- Instructions for the task
Copy the data. Keep every character as given.

***** Given entries *****

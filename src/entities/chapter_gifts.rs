use chrono::{DateTime, Utc};
use sea_orm::entity::prelude::*;
use sea_orm::{DeriveActiveEnum, EnumIter};
use serde::{Deserialize, Serialize};
use utoipa::ToSchema;

#[derive(
    Debug, Clone, Copy, Serialize, Deserialize, PartialEq, Eq, ToSchema, DeriveActiveEnum, EnumIter,
)]
#[sea_orm(rs_type = "String", db_type = "Enum", enum_name = "gift_payment_status")]
#[serde(rename_all = "snake_case")]
pub enum GiftPaymentStatus {
    #[sea_orm(string_value = "pending")]
    Pending,
    #[sea_orm(string_value = "paid")]
    Paid,
}

impl std::fmt::Display for GiftPaymentStatus {
    fn fmt(&self, f: &mut std::fmt::Formatter<'_>) -> std::fmt::Result {
        match self {
            GiftPaymentStatus::Pending => write!(f, "pending"),
            GiftPaymentStatus::Paid => write!(f, "paid"),
        }
    }
}

/// Purchase record for a chapter gift. Uniquely keyed by
/// (user_id, chapter_id, stripe_client_secret) so retries update in place.
#[derive(Clone, Debug, PartialEq, DeriveEntityModel, Eq)]
#[sea_orm(table_name = "chapter_gifts")]
pub struct Model {
    #[sea_orm(primary_key)]
    pub id: i64,
    pub user_id: i64,
    pub novel_id: i64,
    pub chapter_id: i64,
    pub gift_id: i64,
    pub payment_status: GiftPaymentStatus,
    pub payment_method: Option<String>,
    pub stripe_client_secret: Option<String>,
    pub paid_at: Option<DateTime<Utc>>,
    pub created_at: Option<DateTime<Utc>>,
    pub updated_at: Option<DateTime<Utc>>,
}

#[derive(Copy, Clone, Debug, EnumIter, DeriveRelation)]
pub enum Relation {}

impl ActiveModelBehavior for ActiveModel {}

*****

- Finished exercise
filename src/entities/chapter_gifts.rs
use chrono::{DateTime, Utc};
use sea_orm::entity::prelude::*;
use sea_orm::{DeriveActiveEnum, EnumIter};
use serde::{Deserialize, Serialize};
use utoipa::ToSchema;

#[derive(
    Debug, Clone, Copy, Serialize, Deserialize, PartialEq, Eq, ToSchema, DeriveActiveEnum, EnumIter,
)]
#[sea_orm(rs_type = "String", db_type = "Enum", enum_name = "gift_payment_status")]
#[serde(rename_all = "snake_case")]
pub enum GiftPaymentStatus {
    #[sea_orm(string_value = "pending")]
    Pending,
    #[sea_orm(string_value = "paid")]
    Paid,
}

impl std::fmt::Display for GiftPaymentStatus {
    fn fmt(&self, f: &mut std::fmt::Formatter<'_>) -> std::fmt::Result {
        match self {
            GiftPaymentStatus::Pending => write!(f, "pending"),
            GiftPaymentStatus::Paid => write!(f, "paid"),
        }
    }
}

/// Purchase record for a chapter gift. Uniquely keyed by
/// (user_id, chapter_id, stripe_client_secret) so retries update in place.
#[derive(Clone, Debug, PartialEq, DeriveEntityModel, Eq)]
#[sea_orm(table_name = "chapter_gifts")]
pub struct Model {
    #[sea_orm(primary_key)]
    pub id: i64,
    pub user_id: i64,
    pub novel_id: i64,
    pub chapter_id: i64,
    pub gift_id: i64,
    pub payment_status: GiftPaymentStatus,
    pub payment_method: Option<String>,
    pub stripe_client_secret: Option<String>,
    pub paid_at: Option<DateTime<Utc>>,
    pub created_at: Option<DateTime<Utc>>,
    pub updated_at: Option<DateTime<Utc>>,
}

#[derive(Copy, Clone, Debug, EnumIter, DeriveRelation)]
pub enum Relation {}

impl ActiveModelBehavior for ActiveModel {}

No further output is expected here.